Enhance Biodiversity and Sustainability in Agriculture, Aquaculture, Fisheries and Forestry
Ensure that areas under agriculture, aquaculture, fisheries and forestry are managed sustainably, in particular through the sustainable use of biodiversity, including through a substantial increase of the application of biodiversity-friendly practices, such as sustainable intensification, agroecological and other innovative approaches, contributing to the resilience and long-term efficiency and productivity of these production systems, and to food security, conserving and restoring biodiversity and maintaining nature’s contributions to people, including ecosystem functions and services.
Providing food and things to 8 Billion people, and tiny grains of time.
Biodiversity is a winner. We beat it down, but it keeps on going. That’s no wonder. It has adapted to different conditions since life first began some 3.5 billion years ago. Consider that number: 3.5 billion. Easy to say but almost impossible to grasp. Maybe like this: if you added a grain of sand to a bathtub each year, you’d have about four full tubs today. In other words, nature is patient. It has had plenty of time to experiment and evolve.
The biodiversity around us is far younger. It was in full bloom around 40 million years ago – also a fairly long time. If that was a single year, we would have figured out agriculture just a couple of hours before New Year’s Eve.

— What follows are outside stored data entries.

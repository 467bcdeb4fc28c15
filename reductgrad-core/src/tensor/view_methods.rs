use crate::error::ReductGradError;
use crate::tensor::utils::calculate_strides;
use crate::tensor::Tensor;
use crate::tensor_data::TensorData;
use crate::types::Element;

impl<T: Element> Tensor<T> {
    /// Returns a tensor with the same elements and a new shape.
    ///
    /// Shares the buffer when the tensor is contiguous, copies otherwise.
    pub fn reshape(&self, new_shape: Vec<usize>) -> Result<Tensor<T>, ReductGradError> {
        let new_numel: usize = new_shape.iter().product();
        if new_numel != self.numel() {
            return Err(ReductGradError::ShapeMismatch {
                expected: self.shape(),
                actual: new_shape,
                operation: "reshape".to_string(),
            });
        }
        let source = self.contiguous()?;
        let strides = calculate_strides(&new_shape);
        let view = TensorData::new_view(
            source.data.buffer.clone(),
            source.data.offset,
            new_shape,
            strides,
        )?;
        Ok(Tensor::from_data(view))
    }

    /// Inserts a dimension of size 1 at `dim` (`0..=rank`).
    pub fn unsqueeze(&self, dim: usize) -> Result<Tensor<T>, ReductGradError> {
        let rank = self.rank();
        if dim > rank {
            return Err(ReductGradError::InvalidAxis {
                axis: dim as isize,
                rank: rank + 1,
            });
        }
        let mut shape = self.shape();
        let mut strides = self.strides();
        // The stride of a size-1 axis is never used to step; keep it layout-consistent.
        let new_stride = if dim < rank { strides[dim] * shape[dim] } else { 1 };
        shape.insert(dim, 1);
        strides.insert(dim, new_stride);
        let view = TensorData::new_view(self.data.buffer.clone(), self.data.offset, shape, strides)?;
        Ok(Tensor::from_data(view))
    }

    /// Broadcasts the tensor to `target_shape` without copying (stride-0 view).
    ///
    /// Leading dimensions may be added; existing dimensions must match or be 1.
    pub fn expand(&self, target_shape: &[usize]) -> Result<Tensor<T>, ReductGradError> {
        let shape = &self.data.shape;
        let rank = shape.len();
        let target_rank = target_shape.len();
        let incompatible = || ReductGradError::BroadcastError {
            shape1: shape.clone(),
            shape2: target_shape.to_vec(),
        };
        if target_rank < rank {
            return Err(incompatible());
        }
        let rank_diff = target_rank - rank;
        let mut new_strides = vec![0; target_rank];
        for i in 0..rank {
            let target_dim = target_shape[rank_diff + i];
            if shape[i] == target_dim {
                new_strides[rank_diff + i] = self.data.strides[i];
            } else if shape[i] == 1 {
                new_strides[rank_diff + i] = 0;
            } else {
                return Err(incompatible());
            }
        }
        let view = TensorData::new_view(
            self.data.buffer.clone(),
            self.data.offset,
            target_shape.to_vec(),
            new_strides,
        )?;
        Ok(Tensor::from_data(view))
    }

    /// Contiguous sub-slice `[start, start + length)` along `dim`, as a view.
    pub fn narrow(&self, dim: usize, start: usize, length: usize) -> Result<Tensor<T>, ReductGradError> {
        let rank = self.rank();
        if dim >= rank {
            return Err(ReductGradError::InvalidAxis {
                axis: dim as isize,
                rank,
            });
        }
        let dim_size = self.data.shape[dim];
        if start + length > dim_size {
            return Err(ReductGradError::IndexOutOfBounds {
                index: vec![start + length],
                shape: self.shape(),
            });
        }
        let mut shape = self.shape();
        shape[dim] = length;
        let offset = if length > 0 {
            self.data.offset + start * self.data.strides[dim]
        } else {
            self.data.offset
        };
        let view = TensorData::new_view(self.data.buffer.clone(), offset, shape, self.strides())?;
        Ok(Tensor::from_data(view))
    }

    /// Tiles the tensor `repeats[i]` times along each dimension `i`.
    ///
    /// `repeats` must have exactly one entry per dimension.
    pub fn repeat(&self, repeats: &[usize]) -> Result<Tensor<T>, ReductGradError> {
        let shape = self.shape();
        if repeats.len() != shape.len() {
            return Err(ReductGradError::ShapeMismatch {
                expected: shape,
                actual: repeats.to_vec(),
                operation: "repeat".to_string(),
            });
        }
        let out_shape: Vec<usize> = shape.iter().zip(repeats).map(|(&d, &r)| d * r).collect();
        let out_numel: usize = out_shape.iter().product();
        let mut out = Vec::with_capacity(out_numel);
        let mut coords = vec![0; shape.len()];
        for linear in 0..out_numel {
            let mut remaining = linear;
            for d in (0..out_shape.len()).rev() {
                coords[d] = (remaining % out_shape[d]) % shape[d];
                remaining /= out_shape[d];
            }
            out.push(self.data.buffer[self.data.get_offset(&coords)]);
        }
        Tensor::new(out, out_shape)
    }
}

#[cfg(test)]
#[path = "view_methods_test.rs"]
mod tests;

In the 12,000 years since we did, our skills at harvesting food have accelerated year by year. The same is true for fishing. We are skillfully emptying the oceans. In addition, we have learned to farm fish. Are we hungry, or what? Other resource extraction has been industrialized as well. Wood. Essential. Are we good at cutting down those trees, or what?!
But here’s the thing: there are limits to how big a wrecking ball we can swing. Besides, are we not supposed to appreciate generosity? Biodiversity keeps on giving, but we are ruthless exploitors. Still, everything has a breaking point. Which brings us to this target.

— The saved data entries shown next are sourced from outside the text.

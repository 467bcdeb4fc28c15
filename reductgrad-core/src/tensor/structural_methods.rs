use crate::error::ReductGradError;
use crate::tensor::utils::{calculate_strides, index_to_coord, split_at_dim};
use crate::tensor::Tensor;
use crate::types::{Element, Numeric};

impl<T: Element> Tensor<T> {
    fn check_dim(&self, dim: usize) -> Result<(), ReductGradError> {
        if dim >= self.rank() {
            return Err(ReductGradError::InvalidAxis {
                axis: dim as isize,
                rank: self.rank(),
            });
        }
        Ok(())
    }

    /// Concatenates `tensors` along `dim`. All other dimensions must agree.
    pub fn cat(tensors: &[Tensor<T>], dim: usize) -> Result<Tensor<T>, ReductGradError> {
        let first = tensors.first().ok_or_else(|| {
            ReductGradError::InvalidArgument("cat: cannot concatenate an empty list of tensors".to_string())
        })?;
        first.check_dim(dim)?;
        let reference = first.shape();
        let mut out_shape = reference.clone();
        out_shape[dim] = 0;
        for t in tensors {
            let shape = t.shape();
            let compatible = shape.len() == reference.len()
                && shape
                    .iter()
                    .zip(reference.iter())
                    .enumerate()
                    .all(|(d, (a, b))| d == dim || a == b);
            if !compatible {
                return Err(ReductGradError::ShapeMismatch {
                    expected: reference,
                    actual: shape,
                    operation: "cat".to_string(),
                });
            }
            out_shape[dim] += shape[dim];
        }

        let (outer, _, inner) = split_at_dim(&out_shape, dim);
        let parts: Vec<Vec<T>> = tensors.iter().map(|t| t.to_vec()).collect();
        let mut out = Vec::with_capacity(out_shape.iter().product());
        for o in 0..outer {
            for (t, data) in tensors.iter().zip(parts.iter()) {
                let block = t.data.shape[dim] * inner;
                out.extend_from_slice(&data[o * block..(o + 1) * block]);
            }
        }
        Tensor::new(out, out_shape)
    }

    /// Selects the slices `indices` along `dim`, in the given order.
    pub fn index_select(&self, dim: usize, indices: &[usize]) -> Result<Tensor<T>, ReductGradError> {
        self.check_dim(dim)?;
        let shape = self.shape();
        let (outer, dim_size, inner) = split_at_dim(&shape, dim);
        if let Some(&bad) = indices.iter().find(|&&idx| idx >= dim_size) {
            return Err(ReductGradError::IndexOutOfBounds {
                index: vec![bad],
                shape,
            });
        }
        let data = self.to_vec();
        let mut out = Vec::with_capacity(outer * indices.len() * inner);
        for o in 0..outer {
            for &idx in indices {
                let start = (o * dim_size + idx) * inner;
                out.extend_from_slice(&data[start..start + inner]);
            }
        }
        let mut out_shape = shape;
        out_shape[dim] = indices.len();
        Tensor::new(out, out_shape)
    }

    /// Reverses the order of the elements along `dim`.
    pub fn flip(&self, dim: usize) -> Result<Tensor<T>, ReductGradError> {
        self.check_dim(dim)?;
        let reversed: Vec<usize> = (0..self.data.shape[dim]).rev().collect();
        self.index_select(dim, &reversed)
    }

    /// Returns a copy of `self` where, for every position `p` of `index`, the element at
    /// `p` with coordinate `dim` replaced by `index[p]` is overwritten by `src[p]`.
    ///
    /// `index` and `src` must share a shape of the same rank as `self`, no larger than
    /// `self` outside of `dim`.
    pub fn scatter(
        &self,
        dim: usize,
        index: &Tensor<i64>,
        src: &Tensor<T>,
    ) -> Result<Tensor<T>, ReductGradError> {
        self.check_dim(dim)?;
        let shape = self.shape();
        let index_shape = index.shape();
        if index_shape != src.shape() {
            return Err(ReductGradError::ShapeMismatch {
                expected: index_shape,
                actual: src.shape(),
                operation: "scatter (src)".to_string(),
            });
        }
        let fits = index_shape.len() == shape.len()
            && index_shape
                .iter()
                .zip(shape.iter())
                .enumerate()
                .all(|(d, (&i, &s))| d == dim || i <= s);
        if !fits {
            return Err(ReductGradError::ShapeMismatch {
                expected: shape,
                actual: index_shape,
                operation: "scatter (index)".to_string(),
            });
        }

        let strides = calculate_strides(&shape);
        let mut out = self.to_vec();
        for (linear, (idx, value)) in index.iter().zip(src.iter()).enumerate() {
            let mut coord = index_to_coord(linear, &index_shape);
            if idx < 0 || idx as usize >= shape[dim] {
                coord[dim] = idx.max(0) as usize;
                return Err(ReductGradError::IndexOutOfBounds { index: coord, shape });
            }
            coord[dim] = idx as usize;
            let target: usize = coord.iter().zip(strides.iter()).map(|(c, s)| c * s).sum();
            out[target] = value;
        }
        Tensor::new(out, shape)
    }

    /// Returns a copy of `self` with the element at `coords` replaced by `value`.
    pub fn index_put(&self, coords: &[usize], value: T) -> Result<Tensor<T>, ReductGradError> {
        let shape = self.shape();
        let in_bounds = coords.len() == shape.len()
            && coords.iter().zip(shape.iter()).all(|(&c, &d)| c < d);
        if !in_bounds {
            return Err(ReductGradError::IndexOutOfBounds {
                index: coords.to_vec(),
                shape,
            });
        }
        let strides = calculate_strides(&shape);
        let target: usize = coords.iter().zip(strides.iter()).map(|(c, s)| c * s).sum();
        let mut out = self.to_vec();
        out[target] = value;
        Tensor::new(out, shape)
    }
}

impl<T: Numeric> Tensor<T> {
    /// Inclusive cumulative product along `dim`.
    pub fn cumprod(&self, dim: usize) -> Result<Tensor<T>, ReductGradError> {
        self.check_dim(dim)?;
        let shape = self.shape();
        let (outer, dim_size, inner) = split_at_dim(&shape, dim);
        let mut out = self.to_vec();
        for o in 0..outer {
            for i in 0..inner {
                let mut running = T::one();
                for k in 0..dim_size {
                    let pos = (o * dim_size + k) * inner + i;
                    running *= out[pos];
                    out[pos] = running;
                }
            }
        }
        Tensor::new(out, shape)
    }
}

#[cfg(test)]
#[path = "structural_methods_test.rs"]
mod tests;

Depleting our resources is just plain dumb. It’s like a parent eating all the food and bemoaning to their kids, “Sorry, but I had to.”
But you didn’t. You could have been wiser. You could have been kinder. You could have respected the gift. All you had to do was to slow down a bit. Been less greedy.
Let’s show the world that we are as smart as we think we are. Nature needs some time. Take care of it. Don’t poison it. Be kind to biodiversity, it is giving us our lives. If we just let it, that is.